A su lado se encuentra Toñi, con una historia personal capaz de enmudecer a cualquiera, pero que narra con la pizca de optimismo que intenta transmitir a sus dos hijos porque “ante ellos intento disimular, otra cosa es lo que ocurre cuando estás sola y empiezas a pensar”. Auxiliar de enfermería, Toñi reconoce que “para mí el Covid ha sido el remate, pero llevo mucho tiempo en una situación precaria, hubiera venido antes sin problema”. Con una hija adolescente y otro más pequeño de alto riesgo por una inmunodeficiencia que hace aún más difícil que pueda conciliar su vida laboral con la familiar, Toñi incluso ha pensado en irse de Pozoblanco para encontrar un futuro laboral que “aquí no tengo”. “Cuando nació mi hijo dejé mi vida laboral aparcada porque incluso estuvo un mes completo en la UCI, no tengo con quien dejarle”, detalla para a continuación señalar que tiene cero ingresos. “Durante el confinamiento conseguí ahorrar 900 euros para engancharme a la luz porque mis hijos necesitaban Internet para el colegio, ahora la mayor sale a la calle y se conecta a alguna red para poder hacer lo que tenga que hacer”, señala. Es la otra cara de la moneda, la menos amable pero igual de importante para conseguir valorar esas diferencias sociales.
Ambos valoran que gracias al comedor social y a su equipo humano pueden llevar a casa comida “equilibrada” durante tres días a la semana. Porque eso es otro punto importante, poder hacerse con productos que vengan a equilibrar la dieta que llevan sus familias. “Yo ahora como pescado, un producto que llevaba mucho tiempo sin comer”, apunta Toñi, que reconoce que no tiene ni pagar el alquiler. “Es que estamos ante una realidad en la que nos pueden dar garbanzos, pero no tenemos con qué hacerlos, incluso tengo una bombona de butano para todo que tengo que ir cambiando de sitio”, ahonda Gabriel. De igual manera denuncian los estigmas a los que están sometidos muchas de las personas que se ven abocados a recurrir a los colectivos de lo social ya que cada uno lo hace con una historia personal diferente a la del resto.

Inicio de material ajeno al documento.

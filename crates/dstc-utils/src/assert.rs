#[macro_export]
macro_rules! safe_panic {
    ($($arg:tt)*) => (if cfg!(debug_assertions) { panic!($($arg)*); } else {tracing::error!($($arg)*)})
}

/// Aborts the process unconditionally, in every build profile.
///
/// Unlike [`safe_panic!`], which only panics in debug builds and merely logs
/// in release, this is for conditions that must never be survived regardless
/// of profile (table capacity exhaustion, reactor add/modify failure,
/// transport init failure). Logs via `tracing::error!` immediately before
/// panicking so the reason is captured even though the process is about to
/// die.
#[macro_export]
macro_rules! fatal {
    ($($arg:tt)*) => {{
        tracing::error!($($arg)*);
        panic!($($arg)*);
    }}
}

/// In debug builds, panics on failure just like `debug_assert!`.
/// In release builds, logs an error via `tracing::error!`
/// prefixed with "ASSERT FAILED: " if the condition is false.
#[macro_export]
macro_rules! safe_assert {
    ($cond:expr $(,)?) => {
        #[cfg(debug_assertions)]
        {
            debug_assert!($cond);
        }
        #[cfg(not(debug_assertions))]
        {
            if !$cond {
                tracing::error!("ASSERT FAILED: {}", stringify!($cond));
            }
        }
    };

    ($cond:expr, $($arg:tt)+) => {
        #[cfg(debug_assertions)]
        {
            debug_assert!($cond, $($arg)+);
        }
        #[cfg(not(debug_assertions))]
        {
            if !$cond {
                let msg = format!($($arg)+);
                tracing::error!("ASSERT FAILED: {}", msg);
            }
        }
    };
}

/// In debug builds, panics on failure just like `debug_assert_eq!`.
/// In release builds, logs an error via `tracing::error!`
/// prefixed with "ASSERT FAILED: " if the values aren’t equal.
#[macro_export]
macro_rules! safe_assert_eq {
    // No custom message
    ($left:expr, $right:expr $(,)?) => {
        #[cfg(debug_assertions)]
        {
            debug_assert_eq!($left, $right);
        }
        #[cfg(not(debug_assertions))]
        {
            if !($left == $right) {
                tracing::error!(
                    "ASSERT FAILED: {} (left: `{:?}`, right: `{:?}`)",
                    stringify!($left == $right),
                    &$left,
                    &$right
                );
            }
        }
    };

    ($left:expr, $right:expr, $($arg:tt)+) => {
        #[cfg(debug_assertions)]
        {
            debug_assert_eq!($left, $right, $($arg)+);
        }
        #[cfg(not(debug_assertions))]
        {
            if !($left == $right) {
                let msg = format!($($arg)+);
                tracing::error!("ASSERT FAILED: {}", msg);
            }
        }
    };
}

/// In debug builds, panics on failure just like `debug_assert_ne!`.
/// In release builds, logs an error via `tracing::error!`
/// prefixed with "ASSERT FAILED: " if the values are equal.
#[macro_export]
macro_rules! safe_assert_ne {
    ($left:expr, $right:expr $(,)?) => {
        #[cfg(debug_assertions)]
        {
            debug_assert_ne!($left, $right);
        }
        #[cfg(not(debug_assertions))]
        {
            if !($left != $right) {
                tracing::error!(
                    "ASSERT FAILED: {} (left: `{:?}`, right: `{:?}`)",
                    stringify!($left != $right),
                    &$left,
                    &$right
                );
            }
        }
    };

    ($left:expr, $right:expr, $($arg:tt)+) => {
        #[cfg(debug_assertions)]
        {
            debug_assert_ne!($left, $right, $($arg)+);
        }
        #[cfg(not(debug_assertions))]
        {
            if !($left != $right) {
                let msg = format!($($arg)+);
                tracing::error!("ASSERT FAILED: {}", msg);
            }
        }
    };
}
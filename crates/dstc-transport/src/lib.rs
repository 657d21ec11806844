pub mod contract;
pub mod reactor;
mod udp;

pub use contract::{DispatchReadyPacket, PubTransport, SubTransport};
pub use reactor::{EventTag, Reactor};
pub use udp::{
    DEFAULT_GROUP_ADDR, DEFAULT_GROUP_PORT, UdpConfig, UdpPubTransport, UdpSubTransport, bind, rand_node_id,
};
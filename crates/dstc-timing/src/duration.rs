use std::ops::{Add, AddAssign, Div, DivAssign, Mul, MulAssign, Sub, SubAssign};

use serde::{Deserialize, Serialize};

use crate::Nanos;

/// A span of time in nanoseconds. Unlike the rdtscp-tick-based original this
/// backend stores plain nanoseconds, so unit conversions are exact
/// multiplication/division rather than a runtime-calibrated factor.
#[derive(Copy, Clone, Debug, Default, Serialize, Deserialize)]
#[repr(C)]
pub struct Duration(pub u64);

impl Duration {
    pub const MAX: Self = Self(u64::MAX);
    pub const ZERO: Self = Self(0);
    pub const MIN: Self = Self(0);
    pub const MILLIS_10: Self = Self::from_millis_const(10);
    pub const MILLIS_5: Self = Self::from_millis_const(5);

    #[inline]
    pub const fn from_millis_const(millis: u64) -> Self {
        Self(millis * 1_000_000)
    }

    #[inline]
    pub fn saturating_sub(self, rhs: Duration) -> Self {
        Self(self.0.saturating_sub(rhs.0))
    }

    #[inline]
    pub fn saturating_add(self, rhs: Duration) -> Self {
        Self(self.0.saturating_add(rhs.0))
    }

    #[inline]
    pub const fn from_secs(s: u64) -> Self {
        Self(s * 1_000_000_000)
    }

    #[inline]
    pub const fn from_mins(s: u64) -> Self {
        Self::from_secs(s * 60)
    }

    #[inline]
    pub fn from_secs_f64(s: f64) -> Self {
        Self::from_nanos((s * 1_000_000_000.0).round() as u64)
    }

    #[inline]
    pub const fn from_millis(s: u64) -> Self {
        Self(s * 1_000_000)
    }

    #[inline]
    pub const fn from_micros(s: u64) -> Self {
        Self(s * 1_000)
    }

    #[inline]
    pub const fn from_nanos(s: u64) -> Self {
        Self(s)
    }

    #[inline]
    pub fn as_secs(&self) -> f64 {
        self.0 as f64 / 1_000_000_000.0
    }

    #[inline]
    pub fn as_millis(&self) -> f64 {
        self.0 as f64 / 1_000_000.0
    }

    /// Rounded-up whole milliseconds, used by the timer coordinator so the
    /// reactor's millisecond-granularity wait never returns early.
    #[inline]
    pub fn as_millis_ceil(&self) -> u64 {
        self.0.div_ceil(1_000_000)
    }

    #[inline]
    pub fn as_micros(&self) -> f64 {
        self.0 as f64 / 1000.0
    }

    #[inline]
    pub fn as_micros_u128(&self) -> u128 {
        u128::from(self.0) / 1000
    }

    #[inline]
    pub fn as_nanos(&self) -> u64 {
        self.0
    }
}

impl std::fmt::Display for Duration {
    fn fmt(&self, f: &mut std::fmt::Formatter<'_>) -> std::fmt::Result {
        Nanos(self.0).fmt(f)
    }
}

impl From<u64> for Duration {
    fn from(value: u64) -> Self {
        Self(value)
    }
}

impl From<Duration> for u64 {
    fn from(value: Duration) -> Self {
        value.0
    }
}

impl Add for Duration {
    type Output = Duration;

    #[inline]
    fn add(self, rhs: Duration) -> Duration {
        Duration(self.0.wrapping_add(rhs.0))
    }
}

impl AddAssign for Duration {
    #[inline]
    fn add_assign(&mut self, rhs: Duration) {
        *self = *self + rhs;
    }
}

impl Sub for Duration {
    type Output = Duration;

    #[inline]
    fn sub(self, rhs: Duration) -> Duration {
        Duration(self.0.wrapping_sub(rhs.0))
    }
}

impl SubAssign for Duration {
    #[inline]
    fn sub_assign(&mut self, rhs: Duration) {
        *self = *self - rhs;
    }
}

impl Mul<u32> for Duration {
    type Output = Duration;

    #[inline]
    fn mul(self, rhs: u32) -> Duration {
        Duration(self.0 * u64::from(rhs))
    }
}

impl Mul<usize> for Duration {
    type Output = Duration;

    #[inline]
    fn mul(self, rhs: usize) -> Duration {
        Duration(self.0 * rhs as u64)
    }
}

impl Mul<Duration> for u32 {
    type Output = Duration;

    #[inline]
    fn mul(self, rhs: Duration) -> Duration {
        rhs * self
    }
}

impl MulAssign<u32> for Duration {
    #[inline]
    fn mul_assign(&mut self, rhs: u32) {
        *self = *self * rhs;
    }
}

impl Div<u32> for Duration {
    type Output = Duration;

    #[inline]
    fn div(self, rhs: u32) -> Duration {
        Duration(self.0 / u64::from(rhs))
    }
}

impl Div<usize> for Duration {
    type Output = Duration;

    #[inline]
    fn div(self, rhs: usize) -> Duration {
        Duration(self.0 / rhs as u64)
    }
}

impl Div<Duration> for Duration {
    type Output = u64;

    #[inline]
    fn div(self, rhs: Duration) -> u64 {
        self.0 / rhs.0
    }
}

impl DivAssign<u32> for Duration {
    #[inline]
    fn div_assign(&mut self, rhs: u32) {
        *self = *self / rhs;
    }
}

impl Mul<u64> for Duration {
    type Output = Duration;

    #[inline]
    fn mul(self, rhs: u64) -> Duration {
        Duration(self.0 * rhs)
    }
}

impl Mul<Duration> for u64 {
    type Output = Duration;

    #[inline]
    fn mul(self, rhs: Duration) -> Duration {
        rhs * self
    }
}

impl MulAssign<u64> for Duration {
    #[inline]
    fn mul_assign(&mut self, rhs: u64) {
        *self = *self * rhs;
    }
}

impl Div<u64> for Duration {
    type Output = Duration;

    #[inline]
    fn div(self, rhs: u64) -> Duration {
        Duration(self.0 / rhs)
    }
}

impl DivAssign<u64> for Duration {
    #[inline]
    fn div_assign(&mut self, rhs: u64) {
        *self = *self / rhs;
    }
}

impl PartialEq for Duration {
    #[inline]
    fn eq(&self, other: &Self) -> bool {
        self.0 == other.0
    }
}

impl Eq for Duration {}

impl PartialOrd for Duration {
    #[inline]
    fn partial_cmp(&self, other: &Self) -> Option<std::cmp::Ordering> {
        Some(self.cmp(other))
    }
}

impl Ord for Duration {
    #[inline]
    fn cmp(&self, other: &Self) -> std::cmp::Ordering {
        self.0.cmp(&other.0)
    }
}

impl From<Duration> for f64 {
    #[inline]
    fn from(value: Duration) -> f64 {
        value.0 as f64
    }
}

impl std::iter::Sum for Duration {
    #[inline]
    fn sum<I>(iter: I) -> Self
    where
        I: Iterator<Item = Self>,
    {
        Duration(iter.map(|v| v.0).sum())
    }
}

impl From<u32> for Duration {
    #[inline]
    fn from(value: u32) -> Self {
        Duration(u64::from(value))
    }
}

impl From<Duration> for std::time::Duration {
    #[inline]
    fn from(value: Duration) -> Self {
        std::time::Duration::from_nanos(value.0)
    }
}

impl From<std::time::Duration> for Duration {
    #[inline]
    fn from(value: std::time::Duration) -> Self {
        Self(value.as_nanos() as u64)
    }
}

impl From<Nanos> for Duration {
    #[inline]
    fn from(value: Nanos) -> Self {
        Self(value.0)
    }
}

#[cfg(test)]
mod tests {
    use super::*;

    #[test]
    fn round_trips_through_std_duration() {
        let d = Duration::from_millis(123);
        let std_d: std::time::Duration = d.into();
        assert_eq!(std_d.as_millis(), 123);
        assert_eq!(Duration::from(std_d).0, d.0);
    }

    #[test]
    fn as_millis_ceil_rounds_up() {
        assert_eq!(Duration::from_nanos(1).as_millis_ceil(), 1);
        assert_eq!(Duration::from_millis(5).as_millis_ceil(), 5);
        assert_eq!(Duration::ZERO.as_millis_ceil(), 0);
    }
}
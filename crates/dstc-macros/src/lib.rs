//! `#[dstc_server]`: registers a function as an RPC handler callable by name
//! from any other node.
//!
//! Argument (de)serialization is explicitly out of scope: argument bytes
//! are treated as opaque, with marshaling delegated to a separate code
//! generation layer. This macro only builds the registration contract: a
//! `(sender_node_id: u64, args: &[u8])` handler wrapper plus a generated
//! registration function, collected into a crate-wide `register_all()` so
//! callers have one explicit call site instead of relying on unstable
//! ctor-equivalents.
//!
//! The annotated function's own parameter list is untouched here: a real
//! marshaling layer would decode `args` into typed parameters before calling
//! through. Since that layer is out of scope, the generated wrapper simply
//! forwards `(node_id, args)` to the original function, which must accept
//! exactly that signature. This keeps the macro's contract honest about what
//! it does and doesn't generate.

use proc_macro::TokenStream;
use quote::{format_ident, quote};
use syn::{ItemFn, parse_macro_input};

/// Applied to a `fn(node_id: u64, args: &[u8])` item. Generates:
/// - the original function, untouched
/// - `fn __dstc_register_<name>(rt: &mut ::dstc::Runtime<P, S>)` that calls
///   `rt.register_local_function("<name>", <name>)`
/// - a `#[linkme::distributed_slice]`-free entry appended to this crate's
///   `register_all` list via inventory-free explicit collection: the
///   generated function's name is exposed as `dstc_macros::registrar!`-style
///   metadata consumed by the `register_all!` companion macro below.
#[proc_macro_attribute]
pub fn dstc_server(_attr: TokenStream, item: TokenStream) -> TokenStream {
    let input = parse_macro_input!(item as ItemFn);
    let fn_ident = &input.sig.ident;
    let fn_name_str = fn_ident.to_string();
    let register_ident = format_ident!("__dstc_register_{}", fn_ident);
    let vis = &input.vis;

    let expanded = quote! {
        #input

        #[doc(hidden)]
        #vis fn #register_ident<P, S>(rt: &mut ::dstc::Runtime<P, S>)
        where
            P: ::dstc::PubTransport,
            S: ::dstc::SubTransport,
        {
            rt.register_local_function(#fn_name_str, #fn_ident);
        }
    };

    TokenStream::from(expanded)
}

/// Expands to a `fn register_all<P: PubTransport, S: SubTransport>(rt: &mut
/// Runtime<P, S>)` that calls every listed `#[dstc_server]`-generated
/// registrar in turn. Usage:
///
/// ```ignore
/// dstc_macros::register_all!(register_all => [print_name_and_age]);
/// ```
///
/// names the bare function identifiers annotated with `#[dstc_server]`; the
/// macro rewrites each to its `__dstc_register_<name>` companion.
#[proc_macro]
pub fn register_all(input: TokenStream) -> TokenStream {
    let parsed = parse_macro_input!(input as RegisterAllInput);
    let fn_name = parsed.fn_name;
    let registrars: Vec<_> = parsed
        .handlers
        .iter()
        .map(|h| format_ident!("__dstc_register_{}", h))
        .collect();

    let expanded = quote! {
        pub fn #fn_name<P, S>(rt: &mut ::dstc::Runtime<P, S>)
        where
            P: ::dstc::PubTransport,
            S: ::dstc::SubTransport,
        {
            #(#registrars(rt);)*
        }
    };
    TokenStream::from(expanded)
}

struct RegisterAllInput {
    fn_name: syn::Ident,
    handlers: syn::punctuated::Punctuated<syn::Ident, syn::Token![,]>,
}

impl syn::parse::Parse for RegisterAllInput {
    fn parse(input: syn::parse::ParseStream<'_>) -> syn::Result<Self> {
        let fn_name: syn::Ident = input.parse()?;
        input.parse::<syn::Token![=>]>()?;
        let content;
        syn::bracketed!(content in input);
        let handlers = content.parse_terminated(syn::Ident::parse, syn::Token![,])?;
        Ok(Self { fn_name, handlers })
    }
}
use std::{
    cell::RefCell,
    collections::VecDeque,
    io,
    net::{Ipv4Addr, SocketAddr},
    rc::Rc,
};

use dstc_timing::{Duration, Instant};
use dstc_utils::fatal;
use indexmap::IndexMap;
use mio::{Interest, net::UdpSocket};
use tracing::{debug, trace, warn};

use crate::{
    contract::{CONTROL_KIND_ADVERTISE, DispatchReadyPacket, PubTransport, SubTransport},
    reactor::{EventTag, Reactor},
};

/// Default multicast endpoint, per the wire format the core assumes.
pub const DEFAULT_GROUP_ADDR: Ipv4Addr = Ipv4Addr::new(239, 40, 41, 42);
pub const DEFAULT_GROUP_PORT: u16 = 4723;
const DEFAULT_MAX_PACKET_SIZE: usize = 1400;
const ANNOUNCE_INTERVAL: Duration = Duration::from_millis(200);

/// Configuration for the reference UDP-multicast transport. `node_id` is
/// shared by the pub and sub halves so the sub side can detect and drop
/// loopback of its own multicast sends.
#[derive(Clone, Debug)]
pub struct UdpConfig {
    pub node_id: u64,
    pub group_addr: Ipv4Addr,
    pub group_port: u16,
    /// Fixed, well-known port all nodes join for presence beacons. Distinct
    /// from `group_port` (data) and from each node's own (possibly
    /// ephemeral) unicast control port, since a multicast rendezvous channel
    /// needs every participant bound to the *same* port to receive each
    /// other's sends.
    pub beacon_port: u16,
    /// Bind address for this node's own unicast control socket, over which
    /// it both sends and receives direct advertise messages
    /// (`write_control_message_by_node_id`). `0.0.0.0:0` picks an
    /// OS-assigned ephemeral port, which is how two nodes can coexist on one
    /// host in tests.
    pub control_bind_addr: SocketAddr,
    pub max_packet_size: usize,
    pub announce_interval: Duration,
}

impl Default for UdpConfig {
    fn default() -> Self {
        Self {
            node_id: rand_node_id(),
            group_addr: DEFAULT_GROUP_ADDR,
            group_port: DEFAULT_GROUP_PORT,
            beacon_port: DEFAULT_GROUP_PORT + 1,
            control_bind_addr: SocketAddr::from((Ipv4Addr::UNSPECIFIED, 0)),
            max_packet_size: DEFAULT_MAX_PACKET_SIZE,
            announce_interval: ANNOUNCE_INTERVAL,
        }
    }
}

/// Generates a node id the way `UdpConfig::default` does, exposed so callers
/// building a partially-overridden `UdpConfig` can still get a random id for
/// the fields they leave unset.
pub fn rand_node_id() -> u64 {
    use std::{
        collections::hash_map::RandomState,
        hash::{BuildHasher, Hasher},
    };
    RandomState::new().build_hasher().finish()
}

struct PeerInfo {
    control_addr: SocketAddr,
}

struct Inner {
    node_id: u64,
    data_socket: UdpSocket,
    beacon_socket: UdpSocket,
    control_socket: UdpSocket,
    group_data_addr: SocketAddr,
    group_beacon_addr: SocketAddr,
    max_packet_size: usize,
    peers: IndexMap<u64, PeerInfo>,
    dispatch_ready: VecDeque<DispatchReadyPacket>,
    rx_buf: Vec<u8>,
    pending_sends: VecDeque<Vec<u8>>,
    announce_interval: Duration,
    next_beacon_due: Instant,
}

/// Joins `socket` to `group`. mio's `join_multicast_v4` wraps the
/// `IP_ADD_MEMBERSHIP` setsockopt call directly.
fn join_group(socket: &UdpSocket, group: Ipv4Addr) -> io::Result<()> {
    socket.join_multicast_v4(&group, &Ipv4Addr::UNSPECIFIED)
}

impl Inner {
    fn new(config: UdpConfig) -> io::Result<Self> {
        let data_bind = SocketAddr::from((Ipv4Addr::UNSPECIFIED, config.group_port));
        let data_socket = UdpSocket::bind(data_bind)?;
        join_group(&data_socket, config.group_addr)?;

        let beacon_bind = SocketAddr::from((Ipv4Addr::UNSPECIFIED, config.beacon_port));
        let beacon_socket = UdpSocket::bind(beacon_bind)?;
        join_group(&beacon_socket, config.group_addr)?;

        let control_socket = UdpSocket::bind(config.control_bind_addr)?;

        Ok(Self {
            node_id: config.node_id,
            data_socket,
            beacon_socket,
            control_socket,
            group_data_addr: SocketAddr::from((config.group_addr, config.group_port)),
            group_beacon_addr: SocketAddr::from((config.group_addr, config.beacon_port)),
            max_packet_size: config.max_packet_size,
            peers: IndexMap::new(),
            dispatch_ready: VecDeque::new(),
            rx_buf: vec![0u8; 64 * 1024],
            pending_sends: VecDeque::new(),
            announce_interval: config.announce_interval,
            next_beacon_due: Instant::now() + config.announce_interval,
        })
    }

    fn control_port(&self) -> u16 {
        self.control_socket.local_addr().map(|a| a.port()).unwrap_or(0)
    }

    fn send_beacon(&mut self) {
        let control_port = self.control_port();
        let mut buf = Vec::with_capacity(8 + 2);
        buf.extend_from_slice(&self.node_id.to_le_bytes());
        buf.extend_from_slice(&control_port.to_le_bytes());
        if let Err(e) = self.beacon_socket.send_to(&buf, self.group_beacon_addr) {
            warn!("failed to send discovery beacon: {e}");
        }
    }

    fn drain_data_socket(&mut self) {
        loop {
            match self.data_socket.recv_from(&mut self.rx_buf) {
                Ok((len, _peer)) => {
                    if len < 8 {
                        debug!("dropping undersized multicast datagram ({len} bytes)");
                        continue;
                    }
                    let sender = u64::from_le_bytes(self.rx_buf[0..8].try_into().unwrap());
                    if sender == self.node_id {
                        trace!("dropping looped-back multicast datagram from self");
                        continue;
                    }
                    self.dispatch_ready.push_back((sender, self.rx_buf[..len].to_vec()));
                }
                Err(e) if e.kind() == io::ErrorKind::WouldBlock => break,
                Err(e) => {
                    warn!("data socket read error: {e}");
                    break;
                }
            }
        }
    }

    fn drain_beacon_socket(&mut self, on_subscription_complete: &mut dyn FnMut(u64)) {
        loop {
            let (len, peer_ip_addr) = match self.beacon_socket.recv_from(&mut self.rx_buf) {
                Ok(v) => v,
                Err(e) if e.kind() == io::ErrorKind::WouldBlock => break,
                Err(e) => {
                    warn!("beacon socket read error: {e}");
                    break;
                }
            };
            let body = self.rx_buf[..len].to_vec();
            self.handle_beacon(&body, peer_ip_addr, on_subscription_complete);
        }
    }

    fn handle_beacon(
        &mut self,
        body: &[u8],
        peer_ip_addr: SocketAddr,
        on_subscription_complete: &mut dyn FnMut(u64),
    ) {
        if body.len() < 10 {
            debug!("malformed beacon, dropping");
            return;
        }
        let peer_node_id = u64::from_le_bytes(body[0..8].try_into().unwrap());
        if peer_node_id == self.node_id {
            return;
        }
        let peer_control_port = u16::from_le_bytes(body[8..10].try_into().unwrap());
        let control_addr = SocketAddr::new(peer_ip_addr.ip(), peer_control_port);

        match self.peers.get_mut(&peer_node_id) {
            Some(info) => info.control_addr = control_addr,
            None => {
                self.peers.insert(peer_node_id, PeerInfo { control_addr });
                debug!(peer = peer_node_id, %control_addr, "discovered new peer via beacon");
                on_subscription_complete(peer_node_id);
            }
        }
    }

    fn drain_control_socket(&mut self, on_advertisement: &mut dyn FnMut(u64, &[u8])) {
        loop {
            let (len, _peer_addr) = match self.control_socket.recv_from(&mut self.rx_buf) {
                Ok(v) => v,
                Err(e) if e.kind() == io::ErrorKind::WouldBlock => break,
                Err(e) => {
                    warn!("control socket read error: {e}");
                    break;
                }
            };
            if len == 0 {
                continue;
            }
            let kind = self.rx_buf[0];
            let body = &self.rx_buf[1..len];
            match kind {
                CONTROL_KIND_ADVERTISE => self.handle_advertise(body, on_advertisement),
                other => debug!("ignoring unknown control message kind {other}"),
            }
        }
    }

    fn handle_advertise(&mut self, body: &[u8], on_advertisement: &mut dyn FnMut(u64, &[u8])) {
        let Some(nul) = body.iter().position(|&b| b == 0) else {
            debug!("advertise control message missing NUL terminator, dropping");
            return;
        };
        let (name, sender_bytes) = (&body[..nul], &body[nul + 1..]);
        if sender_bytes.len() < 8 {
            debug!("advertise control message missing sender node id, dropping");
            return;
        }
        let sender = u64::from_le_bytes(sender_bytes[..8].try_into().unwrap());
        on_advertisement(sender, name);
    }

    fn flush_pending_sends(&mut self) {
        while let Some(buf) = self.pending_sends.front() {
            match self.data_socket.send_to(buf, self.group_data_addr) {
                Ok(_) => {
                    self.pending_sends.pop_front();
                }
                Err(e) if e.kind() == io::ErrorKind::WouldBlock => break,
                Err(e) => {
                    warn!("dropping outbound datagram after send error: {e}");
                    self.pending_sends.pop_front();
                }
            }
        }
    }
}

/// Publisher-side handle over the shared UDP transport state.
pub struct UdpPubTransport(Rc<RefCell<Inner>>);

/// Subscriber-side handle over the shared UDP transport state.
pub struct UdpSubTransport(Rc<RefCell<Inner>>);

/// Binds the reference transport and registers its sockets with `reactor`,
/// occupying connection-index slots `DATA = 0`, `BEACON = 1`, `CONTROL = 2`.
pub fn bind(
    config: UdpConfig,
    reactor: &mut Reactor,
) -> io::Result<(UdpPubTransport, UdpSubTransport)> {
    let mut inner = Inner::new(config)?;
    // Read-only interest: a level-triggered facility would report a UDP
    // socket with free send-buffer space as perpetually writable, starving
    // `reactor.wait`'s timeout. `send_to` almost never blocks for a datagram
    // socket in practice, so pending sends are retried opportunistically
    // from `queue_packet` and from the event loop's per-turn call to
    // `write`, rather than from a reactor-reported write event.
    reactor.add(EventTag::new(true, 0), &mut inner.data_socket, Interest::READABLE);
    reactor.add(EventTag::new(false, 1), &mut inner.beacon_socket, Interest::READABLE);
    reactor.add(EventTag::new(false, 2), &mut inner.control_socket, Interest::READABLE);
    let shared = Rc::new(RefCell::new(inner));
    Ok((UdpPubTransport(shared.clone()), UdpSubTransport(shared)))
}

impl PubTransport for UdpPubTransport {
    fn node_id(&self) -> u64 {
        self.0.borrow().node_id
    }

    fn queue_packet(&mut self, buf: Vec<u8>) -> io::Result<()> {
        let mut inner = self.0.borrow_mut();
        if buf.len() > inner.max_packet_size {
            fatal!(
                "outbound packet of {} bytes exceeds configured max_packet_size {}",
                buf.len(),
                inner.max_packet_size
            );
        }
        if !inner.pending_sends.is_empty() {
            inner.flush_pending_sends();
        }
        if inner.pending_sends.is_empty() {
            match inner.data_socket.send_to(&buf, inner.group_data_addr) {
                Ok(_) => return Ok(()),
                Err(e) if e.kind() == io::ErrorKind::WouldBlock => {}
                Err(e) => return Err(e),
            }
        }
        inner.pending_sends.push_back(buf);
        Ok(())
    }

    fn write(&mut self, _reactor: &mut Reactor) -> io::Result<()> {
        self.0.borrow_mut().flush_pending_sends();
        Ok(())
    }

    fn next_deadline_us(&self) -> Option<i64> {
        let inner = self.0.borrow();
        let micros = inner.next_beacon_due.as_delta_nanos().0 / 1_000;
        Some(i64::try_from(micros).unwrap_or(i64::MAX))
    }

    fn process_timeout(&mut self) {
        let mut inner = self.0.borrow_mut();
        if Instant::now() >= inner.next_beacon_due {
            inner.send_beacon();
            inner.next_beacon_due = Instant::now() + inner.announce_interval;
        }
    }

    fn socket_count(&self) -> usize {
        3
    }
}

impl SubTransport for UdpSubTransport {
    fn node_id(&self) -> u64 {
        self.0.borrow().node_id
    }

    fn read(
        &mut self,
        _reactor: &mut Reactor,
        on_subscription_complete: &mut dyn FnMut(u64),
        on_advertisement: &mut dyn FnMut(u64, &[u8]),
    ) {
        let mut inner = self.0.borrow_mut();
        inner.drain_data_socket();
        inner.drain_beacon_socket(on_subscription_complete);
        inner.drain_control_socket(on_advertisement);
    }

    fn take_next_dispatch_ready(&mut self) -> Option<DispatchReadyPacket> {
        self.0.borrow_mut().dispatch_ready.pop_front()
    }

    fn next_deadline_us(&self) -> Option<i64> {
        None
    }

    fn process_timeout(&mut self) {}

    fn write_control_message_by_node_id(&mut self, node_id: u64, buf: &[u8]) -> io::Result<()> {
        let inner = self.0.borrow();
        let Some(peer) = inner.peers.get(&node_id) else {
            return Err(io::Error::new(io::ErrorKind::NotFound, "unknown peer node id"));
        };
        inner.control_socket.send_to(buf, peer.control_addr).map(|_| ())
    }
}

El sufrimiento es más acuciante cuando hablan de sus hijos porque “no me importa sufrir yo, pero que no lo hagan ellos”, como relata Gabriel, pero es inevitable que ellos sean conscientes de su propia realidad. Algo más duro ante unas fechas navideñas en las que vuelven a reinventarse, a intentar que la necesidad se note un poco menos para seguir dibujando sonrisas en el rostro de quienes más quieren. La lucha seguirá en la calle, a pesar de todas las vicisitudes que se “alivian” tímidamente gracias a la labor desinteresada y solidaria de otros, que también sortean las dificultades para continuar con su particular historia.